Aim of the task: Lines with "readings": copy each one from the listing below.

Task inputs:

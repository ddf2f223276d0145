use std::cell::Cell;
use std::fmt;
use std::rc::Rc;
use std::sync::OnceLock;
use std::time::{Instant, SystemTime, UNIX_EPOCH};

use crate::error::ClockError;

pub const NSEC_PER_SEC: u64 = 1_000_000_000;

/// Converts a refresh rate in millihertz to a period in nanoseconds.
///
/// Returns `None` for a zero rate.
#[inline]
pub const fn millihz_to_nsec(millihz: u32) -> Option<u64> {
    if millihz == 0 {
        return None;
    }
    Some(1_000_000_000_000 / millihz as u64)
}

// ── ClockId ───────────────────────────────────────────────────────────────

/// POSIX clock identifier as carried on the wire.
#[derive(Debug, Copy, Clone, PartialEq, Eq, Hash)]
pub struct ClockId(pub u32);

impl ClockId {
    pub const REALTIME: ClockId = ClockId(0);
    pub const MONOTONIC: ClockId = ClockId(1);
    pub const PROCESS_CPUTIME: ClockId = ClockId(2);
    pub const THREAD_CPUTIME: ClockId = ClockId(3);
    pub const MONOTONIC_RAW: ClockId = ClockId(4);
    pub const REALTIME_COARSE: ClockId = ClockId(5);
    pub const MONOTONIC_COARSE: ClockId = ClockId(6);
    pub const BOOTTIME: ClockId = ClockId(7);
    pub const REALTIME_ALARM: ClockId = ClockId(8);
    pub const BOOTTIME_ALARM: ClockId = ClockId(9);
    pub const TAI: ClockId = ClockId(11);

    /// Sentinel for "no clock id received yet".
    pub const INVALID: ClockId = ClockId(9999);

    pub fn is_valid(self) -> bool {
        self != Self::INVALID
    }

    pub fn name(self) -> &'static str {
        match self {
            Self::REALTIME => "CLOCK_REALTIME",
            Self::MONOTONIC => "CLOCK_MONOTONIC",
            Self::PROCESS_CPUTIME => "CLOCK_PROCESS_CPUTIME_ID",
            Self::THREAD_CPUTIME => "CLOCK_THREAD_CPUTIME_ID",
            Self::MONOTONIC_RAW => "CLOCK_MONOTONIC_RAW",
            Self::REALTIME_COARSE => "CLOCK_REALTIME_COARSE",
            Self::MONOTONIC_COARSE => "CLOCK_MONOTONIC_COARSE",
            Self::BOOTTIME => "CLOCK_BOOTTIME",
            Self::REALTIME_ALARM => "CLOCK_REALTIME_ALARM",
            Self::BOOTTIME_ALARM => "CLOCK_BOOTTIME_ALARM",
            Self::TAI => "CLOCK_TAI",
            Self::INVALID => "invalid",
            _ => "unknown",
        }
    }
}

impl fmt::Display for ClockId {
    fn fmt(&self, f: &mut fmt::Formatter<'_>) -> fmt::Result {
        write!(f, "{}", self.0)
    }
}

// ── Timestamp ─────────────────────────────────────────────────────────────

/// A physical clock reading, split like `struct timespec`.
#[derive(Debug, Copy, Clone, Default, PartialEq, Eq, PartialOrd, Ord, Hash)]
pub struct Timestamp {
    pub secs: u64,
    /// Always below one second.
    pub nanos: u32,
}

impl Timestamp {
    pub const ZERO: Timestamp = Timestamp { secs: 0, nanos: 0 };

    /// Normalizes `nanos` into seconds, saturating at the maximum.
    pub const fn new(secs: u64, nanos: u32) -> Self {
        Self {
            secs: secs.saturating_add(nanos as u64 / NSEC_PER_SEC),
            nanos: (nanos as u64 % NSEC_PER_SEC) as u32,
        }
    }

    pub const fn from_nanos(nanos: u64) -> Self {
        Self {
            secs: nanos / NSEC_PER_SEC,
            nanos: (nanos % NSEC_PER_SEC) as u32,
        }
    }

    /// Reassembles a timestamp whose seconds travel as two 32-bit words.
    ///
    /// `None` if `nanos` is not below one second.
    pub const fn from_proto(secs_hi: u32, secs_lo: u32, nanos: u32) -> Option<Self> {
        if nanos as u64 >= NSEC_PER_SEC {
            return None;
        }
        Some(Self {
            secs: ((secs_hi as u64) << 32) | secs_lo as u64,
            nanos,
        })
    }

    /// Signed nanoseconds from `earlier` to `self`, `None` if it does not fit in `i64`.
    pub fn nanos_since(self, earlier: Timestamp) -> Option<i64> {
        let delta = (self.secs as i128 - earlier.secs as i128) * NSEC_PER_SEC as i128
            + (self.nanos as i128 - earlier.nanos as i128);
        i64::try_from(delta).ok()
    }

    /// Adds nanoseconds, saturating at the representable maximum.
    pub fn add_nanos(self, nanos: u64) -> Timestamp {
        let total = self.nanos as u64 + nanos % NSEC_PER_SEC;
        Timestamp {
            secs: self
                .secs
                .saturating_add(nanos / NSEC_PER_SEC)
                .saturating_add(total / NSEC_PER_SEC),
            nanos: (total % NSEC_PER_SEC) as u32,
        }
    }
}

impl fmt::Display for Timestamp {
    fn fmt(&self, f: &mut fmt::Formatter<'_>) -> fmt::Result {
        write!(f, "{}.{:09}", self.secs, self.nanos)
    }
}

// ── PhysicalClock ─────────────────────────────────────────────────────────

/// Source of physical clock readings.
pub trait PhysicalClock {
    fn read(&self, id: ClockId) -> Result<Timestamp, ClockError>;
}

/// Process clocks backed by the standard library.
///
/// Monotonic-family ids read `Instant` relative to a process-wide anchor; realtime-family
/// ids read `SystemTime`. CPU-time clocks are not available.
#[derive(Debug, Copy, Clone, Default)]
pub struct SystemClock;

static ANCHOR: OnceLock<Instant> = OnceLock::new();

impl PhysicalClock for SystemClock {
    fn read(&self, id: ClockId) -> Result<Timestamp, ClockError> {
        match id {
            ClockId::MONOTONIC
            | ClockId::MONOTONIC_RAW
            | ClockId::MONOTONIC_COARSE
            | ClockId::BOOTTIME
            | ClockId::BOOTTIME_ALARM => {
                let anchor = *ANCHOR.get_or_init(Instant::now);
                // Start one second in so that readings taken before the anchor still fit.
                let elapsed = Instant::now().saturating_duration_since(anchor);
                Ok(Timestamp::new(1 + elapsed.as_secs(), elapsed.subsec_nanos()))
            }
            ClockId::REALTIME | ClockId::REALTIME_COARSE | ClockId::REALTIME_ALARM | ClockId::TAI => {
                let since = SystemTime::now()
                    .duration_since(UNIX_EPOCH)
                    .map_err(|_| ClockError::Unavailable(id))?;
                Ok(Timestamp::new(since.as_secs(), since.subsec_nanos()))
            }
            other => Err(ClockError::Unavailable(other)),
        }
    }
}

/// Hand-driven clock shared between a simulated compositor and the pacer.
///
/// All clock ids read the same timeline.
#[derive(Debug, Clone, Default)]
pub struct ManualClock {
    now: Rc<Cell<Timestamp>>,
}

impl ManualClock {
    pub fn new(start: Timestamp) -> Self {
        Self {
            now: Rc::new(Cell::new(start)),
        }
    }

    pub fn now(&self) -> Timestamp {
        self.now.get()
    }

    pub fn set(&self, ts: Timestamp) {
        debug_assert!(ts >= self.now.get(), "manual clock must not run backwards");
        self.now.set(ts);
    }

    pub fn advance(&self, nanos: u64) {
        self.now.set(self.now.get().add_nanos(nanos));
    }
}

impl PhysicalClock for ManualClock {
    fn read(&self, _id: ClockId) -> Result<Timestamp, ClockError> {
        Ok(self.now.get())
    }
}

Answer to the problem:
/// Source of physical clock readings.
                // Start one second in so that readings taken before the anchor still fit.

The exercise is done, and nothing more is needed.